In hip-hop, it's common practice to display pride in your hometown or neighborhood in your lyrics. Yet, one Saudi Arabian rapper is facing prison time for making a record that highlights the city of Mecca.
A young woman rapper named Asayel Slay created a rap song called "Girl of Mecca." In the lyrics, she praises women from the city as "powerful and beautiful," and rapping "our respect to other girls but the Mecca girl is sugar candy." The track was accompanied with a video of Slay dancing around a cafe with men and women from the city.
However, this single and visual did not meet the Saudi Arabian government's standards. Although Slay doesn't utter a single obscenity and the video is free from any suggestive antics or drug use, the governor of Mecca, Khaled al-Faisal, ordered that Slay, and those associated with the video, be arrested.

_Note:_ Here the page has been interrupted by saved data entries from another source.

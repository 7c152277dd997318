//! Tracing subscriber setup.

use tracing_subscriber::util::TryInitError;
use tracing_subscriber::{layer::SubscriberExt, util::SubscriberInitExt, EnvFilter};

const DEFAULT_FILTER: &str = "encore_gateway=debug,info";

/// Logging configuration from environment variables.
#[derive(Debug, Clone)]
pub struct TelemetryConfig {
    /// Service name attached to the startup event
    pub service_name: String,
    /// Environment (production, staging, development)
    pub environment: String,
    /// Emit JSON lines instead of human-readable output
    pub json: bool,
}

impl Default for TelemetryConfig {
    fn default() -> Self {
        Self {
            service_name: std::env::var("ENCORE_SERVICE_NAME")
                .unwrap_or_else(|_| "encore-gateway".to_string()),
            environment: std::env::var("ENCORE_ENVIRONMENT")
                .unwrap_or_else(|_| "development".to_string()),
            json: std::env::var("ENCORE_LOG_JSON")
                .map(|s| s == "true" || s == "1")
                .unwrap_or(true),
        }
    }
}

/// Install the global subscriber. `RUST_LOG` overrides the default filter.
///
/// Fails if a subscriber is already installed.
pub fn init_tracing(config: &TelemetryConfig) -> Result<(), TryInitError> {
    let env_filter =
        EnvFilter::try_from_default_env().unwrap_or_else(|_| EnvFilter::new(DEFAULT_FILTER));

    if config.json {
        tracing_subscriber::registry()
            .with(env_filter)
            .with(tracing_subscriber::fmt::layer().json())
            .try_init()?;
    } else {
        tracing_subscriber::registry()
            .with(env_filter)
            .with(tracing_subscriber::fmt::layer())
            .try_init()?;
    }

    tracing::info!(
        service_name = config.service_name,
        environment = config.environment,
        version = env!("CARGO_PKG_VERSION"),
        "Telemetry initialized"
    );
    Ok(())
}
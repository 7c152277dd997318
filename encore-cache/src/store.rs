//! Namespaced in-memory store with TTL expiry and LRU eviction.

use std::sync::{Arc, Mutex, MutexGuard, PoisonError};
use std::time::Duration;

use dashmap::DashMap;
use indexmap::IndexMap;
use tokio::time::Instant;

use crate::namespace::{Expiration, NamespaceConfig};
use crate::stats::{CacheStats, Counters};

/// A cached value plus its timing metadata.
#[derive(Debug, Clone)]
pub struct CacheEntry<V> {
    pub value: V,
    pub inserted_at: Instant,
    pub expires_at: Instant,
    ttl: Duration,
}

impl<V> CacheEntry<V> {
    fn new(value: V, ttl: Duration, now: Instant) -> Self {
        Self {
            value,
            inserted_at: now,
            expires_at: now + ttl,
            ttl,
        }
    }

    /// An entry whose expiry is at or before `now` is dead.
    pub fn is_expired_at(&self, now: Instant) -> bool {
        self.expires_at <= now
    }

    /// Time left before expiry, zero when already expired.
    pub fn remaining(&self, now: Instant) -> Duration {
        self.expires_at.saturating_duration_since(now)
    }
}

/// Sweeps expired entries. Implemented by stores the janitor job owns.
pub trait Purge: Send + Sync {
    /// Remove all expired entries, returning how many were dropped.
    fn purge_expired(&self) -> usize;
}

/// One namespace: an insertion-ordered map where the front is least
/// recently used. Touching an entry shifts the entries behind it, so a hit
/// costs time linear in the distance to the back.
#[derive(Debug)]
struct Namespace<V> {
    config: NamespaceConfig,
    entries: Mutex<IndexMap<String, CacheEntry<V>>>,
    counters: Counters,
}

impl<V> Namespace<V> {
    fn new(config: NamespaceConfig) -> Self {
        Self {
            config,
            entries: Mutex::new(IndexMap::new()),
            counters: Counters::default(),
        }
    }

    fn entries(&self) -> MutexGuard<'_, IndexMap<String, CacheEntry<V>>> {
        // The map holds no invariant a panicking writer could break halfway.
        self.entries.lock().unwrap_or_else(PoisonError::into_inner)
    }
}

/// Process-wide cache shared by every gateway component.
///
/// Unknown namespaces are created on first use with the store's default
/// policy.
#[derive(Debug)]
pub struct CacheStore<V> {
    namespaces: DashMap<String, Arc<Namespace<V>>>,
    default_config: NamespaceConfig,
}

impl<V> Default for CacheStore<V> {
    fn default() -> Self {
        Self::new(NamespaceConfig::default())
    }
}

impl CacheStore<()> {
    /// Start a builder. The value type is chosen at `build`.
    pub fn builder() -> CacheStoreBuilder {
        CacheStoreBuilder::default()
    }
}

impl<V> CacheStore<V> {
    /// Create a store whose namespaces all start from `default_config`.
    pub fn new(default_config: NamespaceConfig) -> Self {
        Self {
            namespaces: DashMap::new(),
            default_config,
        }
    }

    /// Register or replace the policy for a namespace, dropping its entries.
    pub fn configure(&self, namespace: &str, config: NamespaceConfig) {
        self.namespaces
            .insert(namespace.to_string(), Arc::new(Namespace::new(config)));
    }

    /// The policy in effect for a namespace.
    pub fn namespace_config(&self, namespace: &str) -> NamespaceConfig {
        self.namespaces
            .get(namespace)
            .map(|ns| ns.config.clone())
            .unwrap_or_else(|| self.default_config.clone())
    }

    fn namespace(&self, namespace: &str) -> Arc<Namespace<V>> {
        if let Some(ns) = self.namespaces.get(namespace) {
            return Arc::clone(ns.value());
        }
        let entry = self
            .namespaces
            .entry(namespace.to_string())
            .or_insert_with(|| Arc::new(Namespace::new(self.default_config.clone())));
        Arc::clone(entry.value())
    }

    /// Store a value under the namespace's default TTL.
    pub fn set(&self, namespace: &str, key: impl Into<String>, value: V) {
        let ns = self.namespace(namespace);
        let ttl = ns.config.ttl;
        Self::insert(&ns, key.into(), value, ttl);
    }

    /// Store a value with an explicit TTL.
    pub fn set_with_ttl(&self, namespace: &str, key: impl Into<String>, value: V, ttl: Duration) {
        let ns = self.namespace(namespace);
        Self::insert(&ns, key.into(), value, ttl);
    }

    fn insert(ns: &Namespace<V>, key: String, value: V, ttl: Duration) {
        let now = Instant::now();
        let mut entries = ns.entries();

        // Replacing a key moves it to the most-recent end.
        let entry = CacheEntry::new(value, ttl, now);
        match entries.get_index_of(&key) {
            Some(index) => {
                let last = entries.len() - 1;
                entries.move_index(index, last);
                entries[last] = entry;
            }
            None => {
                entries.insert(key, entry);
            }
        }

        if entries.len() <= ns.config.max_entries {
            return;
        }

        // Dead entries go before live ones.
        let before = entries.len();
        entries.retain(|_, entry| !entry.is_expired_at(now));
        let expired = before - entries.len();
        if expired > 0 {
            ns.counters.expired(expired as u64);
        }

        let mut evicted = 0u64;
        while entries.len() > ns.config.max_entries {
            if entries.shift_remove_index(0).is_none() {
                break;
            }
            evicted += 1;
        }
        if evicted > 0 {
            ns.counters.evicted(evicted);
            tracing::trace!(
                max_entries = ns.config.max_entries,
                evicted,
                "Evicted least recently used cache entries"
            );
        }
    }

    /// Remove a key. Returns whether a live entry was present.
    pub fn delete(&self, namespace: &str, key: &str) -> bool {
        let Some(ns) = self.namespaces.get(namespace).map(|ns| Arc::clone(ns.value())) else {
            return false;
        };
        let now = Instant::now();
        let removed = ns.entries().shift_remove(key);
        matches!(removed, Some(entry) if !entry.is_expired_at(now))
    }

    /// Drop every entry in a namespace, keeping its policy and counters.
    pub fn clear_namespace(&self, namespace: &str) {
        if let Some(ns) = self.namespaces.get(namespace) {
            ns.entries().clear();
        }
    }

    /// Drop every entry in every namespace.
    pub fn clear(&self) {
        for ns in self.namespaces.iter() {
            ns.entries().clear();
        }
    }

    /// Remove expired entries from one namespace.
    pub fn purge_namespace(&self, namespace: &str) -> usize {
        match self.namespaces.get(namespace).map(|ns| Arc::clone(ns.value())) {
            Some(ns) => Self::purge(&ns, Instant::now()),
            None => 0,
        }
    }

    fn purge(ns: &Namespace<V>, now: Instant) -> usize {
        let mut entries = ns.entries();
        let before = entries.len();
        entries.retain(|_, entry| !entry.is_expired_at(now));
        let purged = before - entries.len();
        if purged > 0 {
            ns.counters.expired(purged as u64);
        }
        purged
    }

    /// Number of entries held in a namespace, live or not yet swept.
    pub fn len(&self, namespace: &str) -> usize {
        self.namespaces
            .get(namespace)
            .map(|ns| ns.entries().len())
            .unwrap_or(0)
    }

    pub fn is_empty(&self, namespace: &str) -> bool {
        self.len(namespace) == 0
    }

    /// Names of every namespace touched so far.
    pub fn namespaces(&self) -> Vec<String> {
        let mut names: Vec<String> = self.namespaces.iter().map(|ns| ns.key().clone()).collect();
        names.sort();
        names
    }

    /// Usage counters for one namespace.
    pub fn stats(&self, namespace: &str) -> CacheStats {
        self.namespaces
            .get(namespace)
            .map(|ns| ns.counters.snapshot(ns.entries().len()))
            .unwrap_or_default()
    }

    /// Usage counters summed across all namespaces.
    pub fn total_stats(&self) -> CacheStats {
        self.namespaces
            .iter()
            .map(|ns| ns.counters.snapshot(ns.entries().len()))
            .fold(CacheStats::default(), |acc, s| acc.merge(&s))
    }
}

impl<V: Clone> CacheStore<V> {
    /// Look up a live entry, marking it most recently used.
    ///
    /// Sliding namespaces push the expiry out by a full TTL on every hit.
    pub fn get(&self, namespace: &str, key: &str) -> Option<V> {
        let ns = self.namespace(namespace);
        let now = Instant::now();
        let mut entries = ns.entries();

        let Some(index) = entries.get_index_of(key) else {
            ns.counters.miss();
            return None;
        };

        if entries[index].is_expired_at(now) {
            entries.shift_remove_index(index);
            ns.counters.expired(1);
            ns.counters.miss();
            return None;
        }

        let last = entries.len() - 1;
        entries.move_index(index, last);
        let entry = &mut entries[last];
        if ns.config.expiration == Expiration::Sliding {
            entry.expires_at = now + entry.ttl;
        }
        ns.counters.hit();
        Some(entry.value.clone())
    }

    /// Look up a live entry without touching recency, expiry or counters.
    pub fn peek(&self, namespace: &str, key: &str) -> Option<CacheEntry<V>> {
        let ns = self.namespaces.get(namespace)?;
        let now = Instant::now();
        let entries = ns.entries();
        let entry = entries
            .get(key)
            .filter(|entry| !entry.is_expired_at(now))
            .cloned();
        entry
    }

    pub fn contains(&self, namespace: &str, key: &str) -> bool {
        self.peek(namespace, key).is_some()
    }
}

impl<V: Send> Purge for CacheStore<V> {
    fn purge_expired(&self) -> usize {
        let now = Instant::now();
        let handles: Vec<Arc<Namespace<V>>> = self
            .namespaces
            .iter()
            .map(|ns| Arc::clone(ns.value()))
            .collect();
        handles.iter().map(|ns| Self::purge(ns, now)).sum()
    }
}

/// Builder for a [`CacheStore`] with named namespace policies.
#[derive(Debug, Clone, Default)]
pub struct CacheStoreBuilder {
    default_config: NamespaceConfig,
    namespaces: Vec<(String, NamespaceConfig)>,
}

impl CacheStoreBuilder {
    /// Policy for namespaces not registered explicitly.
    pub fn default_config(mut self, config: NamespaceConfig) -> Self {
        self.default_config = config;
        self
    }

    pub fn namespace(mut self, name: impl Into<String>, config: NamespaceConfig) -> Self {
        self.namespaces.push((name.into(), config));
        self
    }

    pub fn build<V>(self) -> CacheStore<V> {
        let store = CacheStore::new(self.default_config);
        for (name, config) in self.namespaces {
            store.configure(&name, config);
        }
        store
    }
}
//! ENCORE Core - Gateway Data Types
//!
//! Pure data structures shared by every ENCORE crate: identifiers, backend
//! records, playback telemetry events, configuration sections, and the error
//! taxonomy. This crate contains no I/O.

pub mod config;
pub mod error;
pub mod identity;
pub mod playback;
pub mod record;

pub use config::{
    BackendConfig, PoolConfig, ThrottleConfig, TokenConfig, TransportConfig,
};
pub use error::{
    BackendError, ConfigError, DecodeError, ErrorClass, GatewayError, GatewayResult,
    TransportError,
};
pub use identity::{ItemId, RecordId, SessionId, Timestamp};
pub use playback::{
    stream_fields, EventKind, PlaybackEvent, StreamSnapshot, TelemetryEnvelope,
};
pub use record::{FieldMap, FindOptions, Record, SortDirection, SortSpec};
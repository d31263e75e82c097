//! Configuration management

use serde::Deserialize;
use std::path::Path;

/// Main configuration structure
#[derive(Debug, Deserialize, Default)]
pub struct Config {
    #[serde(default)]
    pub server: ServerConfig,

    #[serde(default)]
    pub sqs: SqsConfig,
}

#[derive(Debug, Deserialize)]
pub struct ServerConfig {
    #[serde(default = "default_port")]
    pub port: u16,

    #[serde(default = "default_host")]
    pub host: String,
}

impl Default for ServerConfig {
    fn default() -> Self {
        Self {
            port: default_port(),
            host: default_host(),
        }
    }
}

#[derive(Debug, Deserialize)]
pub struct SqsConfig {
    #[serde(default = "default_account_id")]
    pub account_id: String,

    #[serde(default = "default_region")]
    pub region: String,

    /// Base URL advertised in queue URLs
    #[serde(default)]
    pub endpoint: Option<String>,
}

impl Default for SqsConfig {
    fn default() -> Self {
        Self {
            account_id: default_account_id(),
            region: default_region(),
            endpoint: None,
        }
    }
}

fn default_port() -> u16 {
    4566
}

fn default_host() -> String {
    "0.0.0.0".to_string()
}

fn default_account_id() -> String {
    "000000000000".to_string()
}

fn default_region() -> String {
    "us-east-1".to_string()
}

impl Config {
    /// Load configuration from file and environment.
    ///
    /// Without an explicit path, `queuestack.toml` in the working directory is
    /// read if it exists. Nested keys can be set from the environment as
    /// `QUEUESTACK_SQS__REGION` and the like.
    pub fn load(path: Option<&Path>) -> anyhow::Result<Self> {
        let file = match path {
            Some(path) => config::File::from(path).required(true),
            None => config::File::with_name("queuestack").required(false),
        };

        let config = config::Config::builder()
            .add_source(file)
            .add_source(config::Environment::with_prefix("QUEUESTACK").separator("__"))
            .build()?;

        Ok(config.try_deserialize::<Config>()?)
    }

    /// Endpoint for queue URLs, derived from the listen port when unset
    pub fn endpoint(&self) -> String {
        self.sqs
            .endpoint
            .clone()
            .unwrap_or_else(|| format!("http://localhost:{}", self.server.port))
    }
}
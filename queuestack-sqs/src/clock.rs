//! Time source for queue actors

use std::sync::atomic::{AtomicI64, Ordering};

/// Source of "now" in unix seconds
pub trait Clock: Send + Sync + std::fmt::Debug {
    fn now(&self) -> i64;
}

/// Wall clock
#[derive(Debug, Default, Clone, Copy)]
pub struct SystemClock;

impl Clock for SystemClock {
    fn now(&self) -> i64 {
        chrono::Utc::now().timestamp()
    }
}

/// Manually advanced clock for simulated time
#[derive(Debug)]
pub struct ManualClock {
    now: AtomicI64,
}

impl ManualClock {
    pub fn new(start: i64) -> Self {
        Self {
            now: AtomicI64::new(start),
        }
    }

    pub fn advance(&self, seconds: i64) {
        self.now.fetch_add(seconds, Ordering::SeqCst);
    }

    pub fn set(&self, now: i64) {
        self.now.store(now, Ordering::SeqCst);
    }
}

impl Clock for ManualClock {
    fn now(&self) -> i64 {
        self.now.load(Ordering::SeqCst)
    }
}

He claims that the song/video "offends the customs and traditions of the people of Mecca and contradicts the identity and traditions of its high-ranking children." The video and song have since been removed from YouTube.
In 2018, the Saudi Arabian government announced that it would reform its restrictive policies. Despite this, activists believe that repression has increased as the government is looking to censor their freedom of expression further. These policies are typically disproportionately waged against women. For some people, the response to Slay's single is an example of this.
"This is so typical of the Saudi government to do - bring western influencers to artwash the regime but attack real Saudi women who try to artistically express their cultural identities," Saudi feminist, Amani Al-Ahmadi, said per BBC.
Supporters of Slay also point to the treatment of Moroccan singer, Saad Lmjarred. The normal punishment for rape in Saudi Arabia is the death penalty. But the government has allowed Lmjarred to perform in the country even though he's facing three rape charges.